St Wulfram's Church, Grantham, is the Anglican parish church of Grantham in Lincolnshire, England. The church is a Grade I listed building and has the second tallest spire in Lincolnshire after Louth's parish church.

In his book England's Thousand Best Churches, Simon Jenkins begins his description of St Wulfram's: "Here is the finest steeple in England", and in 2020 an online contest run by poet Jay Hulme named it as the finest non-cathedral English church.

The spire is the sixth highest in the country (Salisbury, Norwich and Old Coventry Cathedrals' are higher), and third highest of any parish church, after the Church of St Walburge, Preston, and St James' Church, Louth. It is the second highest of any Anglican parish church in the UK, after St James', and second highest in Lincolnshire, after St James'.

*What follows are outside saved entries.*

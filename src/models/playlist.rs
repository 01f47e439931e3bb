use chrono::{DateTime, Utc};
use serde::{Deserialize, Serialize};
use surrealdb::RecordId;
use validator::Validate;

use super::user::OwnerSummary;
use super::video::VideoView;

#[derive(Debug, Clone, Serialize, Deserialize)]
pub struct Playlist {
    pub id: RecordId,
    pub name: String,
    pub description: Option<String>,
    pub owner_id: String,
    /// Ordered entries; a video appears at most once.
    pub entries: Vec<PlaylistEntry>,
    pub created_at: DateTime<Utc>,
    pub updated_at: DateTime<Utc>,
}

impl Playlist {
    pub fn key(&self) -> String {
        self.id.key().to_string()
    }

    pub fn contains_video(&self, video_id: &str) -> bool {
        self.entries.iter().any(|e| e.video_id == video_id)
    }
}

#[derive(Debug, Clone, PartialEq, Eq, Serialize, Deserialize)]
pub struct PlaylistEntry {
    pub video_id: String,
    pub order: u32,
}

#[derive(Debug, Clone, Serialize)]
pub struct NewPlaylist {
    pub name: String,
    pub description: Option<String>,
    pub owner_id: String,
    pub entries: Vec<PlaylistEntry>,
    pub created_at: DateTime<Utc>,
    pub updated_at: DateTime<Utc>,
}

#[derive(Debug, Clone, Serialize)]
#[serde(rename_all = "camelCase")]
pub struct PlaylistView {
    pub id: String,
    pub name: String,
    pub description: Option<String>,
    pub owner: OwnerSummary,
    pub videos: Vec<VideoView>,
    pub created_at: DateTime<Utc>,
    pub updated_at: DateTime<Utc>,
}

#[derive(Debug, Deserialize, Validate)]
pub struct CreatePlaylistRequest {
    #[validate(length(min = 1, max = 100, message = "name must be 1-100 characters"))]
    pub name: String,
    #[validate(length(max = 500, message = "description too long"))]
    pub description: Option<String>,
}

#[derive(Debug, Deserialize, Validate)]
pub struct AddPlaylistVideoRequest {
    #[validate(length(min = 1, message = "video id is required"))]
    pub video_id: String,
}

#[cfg(test)]
mod tests {
    use super::*;

    #[test]
    fn contains_video_checks_entries() {
        let playlist = Playlist {
            id: RecordId::from_table_key("playlist", "p1"),
            name: "watch later".into(),
            description: None,
            owner_id: "u1".into(),
            entries: vec![
                PlaylistEntry {
                    video_id: "v1".into(),
                    order: 0,
                },
                PlaylistEntry {
                    video_id: "v2".into(),
                    order: 1,
                },
            ],
            created_at: Utc::now(),
            updated_at: Utc::now(),
        };
        assert!(playlist.contains_video("v2"));
        assert!(!playlist.contains_video("v3"));
    }
}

In 2013 an appeal was launched to save the spire.

Music
A set of chimes which had been disused for years, and also some quarter jacks, were re-instated during 1877. The new clock and chimes by Gillett and Bland were started on 16 February 1877. On 5 November 1877 the new clock was inspected by Sir Edmund Beckett, who assessed that it was one of the best turned out by Gillett and Bland.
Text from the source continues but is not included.